The long-debated measure signed into law late last year requires schools, like other employers, to verify that employees hired since Nov. 7, 1986, are eligible to work in the United States. The U.S. Immigration and Naturalization Service will begin enforcing that provision in June.

But for school districts with large numbers of foreign-born students, the law's effects are likely to be felt beyond the personnel office, immigration experts predict.

For example, they say, school officials should be prepared to help students who are illegal aliens, and their parents, meet the specifications set out by the I.N.S. to qualify for amnesty under the new law..

In some districts, administrators say they are gearing up to handle an expected increase in student requests for their attendance records, which may provide the only proof that a child moved to the United States by the Jan. 1, 1982, cut-off date for amnesty.

"During the next six to eight months, the schools could be providing a very valuable service by giving counseling, or at least information,'' said Rafael Valdivieso, vice president for research at the Hispanic Policy Development Project in Washington.

In addition, those tracking the law's implementation warn, schools should be prepared for an upsurge in stress-related problems among alien students, possible fluctuations in enrollment, and an increased demand for adult English-language courses.

To complicate matters, they add, school districts have no reliable way of knowing how many illegal aliens attend their schools.
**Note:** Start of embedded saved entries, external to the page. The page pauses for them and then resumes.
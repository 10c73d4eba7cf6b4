//! Documentation-handling scanner.
//!
//! Turns `//` comments into tokens the Pratt parser can bind:
//!
//! - consecutive comment lines merge into one `LeadingDocumentation` token;
//! - documentation that follows other code on its line (other than `|`)
//!   becomes `TrailingDocumentation`;
//! - a `SynthDocument` operator token is placed between documentation and
//!   the code it documents;
//! - trailing documentation written after a `,` or `;` is moved in front of
//!   the separator.
//!
//! Resulting token shapes:
//!
//! ```text
//! // doc            LeadingDocumentation SynthDocument x
//! x                 x SynthDocument TrailingDocumentation
//! x,  // doc        x SynthDocument TrailingDocumentation ,
//! ```

use llace_ir::{Token, TokenKind};
use tracing::trace;

use crate::TokenSource;

pub struct DocumentationScanner<S> {
    inner: S,
    ahead1: Token,
    ahead2: Option<Token>,
    ahead3: Option<Token>,
}

impl<S: TokenSource> DocumentationScanner<S> {
    pub fn new(mut inner: S) -> Self {
        let first = inner.read_token();
        if first.kind != TokenKind::Documentation {
            return DocumentationScanner {
                inner,
                ahead1: first,
                ahead2: None,
                ahead3: None,
            };
        }

        let (leading, next) = merge_lines(&mut inner, first);
        let synthetic = Token::synthetic_document(leading.origin.clone());
        DocumentationScanner {
            inner,
            ahead1: leading,
            ahead2: Some(synthetic),
            ahead3: Some(next),
        }
    }
}

impl<S: TokenSource> TokenSource for DocumentationScanner<S> {
    fn read_token(&mut self) -> Token {
        let mut ahead2 = match self.ahead2.take() {
            Some(token) => token,
            None => self.inner.read_token(),
        };

        if ahead2.kind == TokenKind::Documentation {
            let (leading, next) = merge_lines(&mut self.inner, ahead2);
            self.ahead3 = Some(next);
            ahead2 = leading;
        }

        if ahead2.kind == TokenKind::LeadingDocumentation
            && self.ahead1.origin.line() == ahead2.origin.line()
            && self.ahead1.kind != TokenKind::VerticalBar
        {
            trace!(origin = %ahead2.origin, "documentation is trailing");
            ahead2 = Token::new(TokenKind::TrailingDocumentation, ahead2.text, ahead2.origin);
        }

        if ahead2.kind == TokenKind::TrailingDocumentation {
            if matches!(self.ahead1.kind, TokenKind::Comma | TokenKind::Semicolon) {
                trace!(origin = %ahead2.origin, "moving trailing documentation before separator");
                let separator = std::mem::replace(&mut self.ahead1, ahead2);
                self.ahead2 = Some(separator);
                return Token::synthetic_document(self.ahead1.origin.clone());
            }

            if self.ahead1.kind != TokenKind::SynthDocument {
                let synthetic = Token::synthetic_document(ahead2.origin.clone());
                self.ahead2 = Some(ahead2);
                return std::mem::replace(&mut self.ahead1, synthetic);
            }
        }

        let result = std::mem::replace(&mut self.ahead1, ahead2);
        if self.ahead1.kind == TokenKind::LeadingDocumentation {
            self.ahead2 = Some(Token::synthetic_document(self.ahead1.origin.clone()));
        } else {
            self.ahead2 = self.ahead3.take();
        }
        result
    }

    fn is_at_eof(&self) -> bool {
        self.ahead1.kind == TokenKind::Eof
            && self.ahead2.as_ref().map_or(true, |t| t.kind == TokenKind::Eof)
            && self.ahead3.as_ref().map_or(true, |t| t.kind == TokenKind::Eof)
            && self.inner.is_at_eof()
    }
}

/// Merge `first` with the comment lines directly below it.
///
/// Returns the merged `LeadingDocumentation` token and the first token that
/// did not belong to it.
fn merge_lines(inner: &mut impl TokenSource, first: Token) -> (Token, Token) {
    let mut text = first.text;
    let mut last_line = first.origin.line();
    let mut next = inner.read_token();

    while next.kind == TokenKind::Documentation && next.origin.line() == last_line + 1 {
        text.push('\n');
        text.push_str(&next.text);
        last_line = next.origin.line();
        next = inner.read_token();
    }

    trace!(origin = %first.origin, lines = last_line - first.origin.line() + 1, "merged documentation");
    (
        Token::new(TokenKind::LeadingDocumentation, text, first.origin),
        next,
    )
}

#[cfg(test)]
mod tests;
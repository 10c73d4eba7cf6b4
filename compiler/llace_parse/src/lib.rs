//! Llace parser.
//!
//! A Pratt parser over the scanner pipeline of `llace_lexer`. Operator
//! precedence comes from [`binding_power`]; documentation is attached by the
//! same machinery through the synthetic document operator.
//!
//! Parsing stops at the first error; there is no recovery.

pub mod binding_power;
mod error;
mod parser;

pub use error::{ErrorCode, ParseError};
pub use parser::Parser;

use llace_ir::Expr;
use tracing::debug;

/// Parse `source` as exactly one expression.
pub fn parse_expression(source: &str, file_name: &str) -> Result<Expr, ParseError> {
    debug!(file = file_name, "parsing expression");
    let mut parser = Parser::new(source, file_name);
    let result = parser
        .parse_expression()
        .and_then(|expr| parser.expect_end().map(|()| expr));
    if let Err(error) = &result {
        debug!(file = file_name, code = %error.code, "parse failed");
    }
    result
}

/// Parse a whole source file: comma-separated items up to end of file,
/// returned as a `Parenthesized` node.
pub fn parse_items(source: &str, file_name: &str) -> Result<Expr, ParseError> {
    Parser::new(source, file_name).parse_items()
}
Under the 1982 Supreme Court decision in Plyler v. Doe, children are entitled to a free public education regardless of their residency status.

Hiring Procedures

For most districts, observers say, the first adjustment they may have to make is in their hiring procedures.

"A lot of school districts never considered themselves to be employers,'' said Linda Wong, a lawyer with the Mexican American Legal Defense Fund. "They consider themselves to be providers of a service.''

The law states that all new employees are required to produce documents proving that they are eligible to work in this country.

Starting in June, the Immigration Service will issue citations to employers who have hired illegal aliens since Nov. 7. After the first citation, such employers will be subject to a fine, according to the I.N.S. Beginning in June of next year, the I.N.S. will fine employers for the first offense.

Proposed rules on employers' responsibilities for verifying workers' status were expected to be published by this week, according to the I.N.S.

Immigration-law experts stress that all new workers--not just those with foreign accents or surnames--have to show proper identification. To help avoid possible charges of discrimination against foreign-born applicants, the Houston school district, for example, is putting a poster describing the new hiring rule in every personnel employee's office.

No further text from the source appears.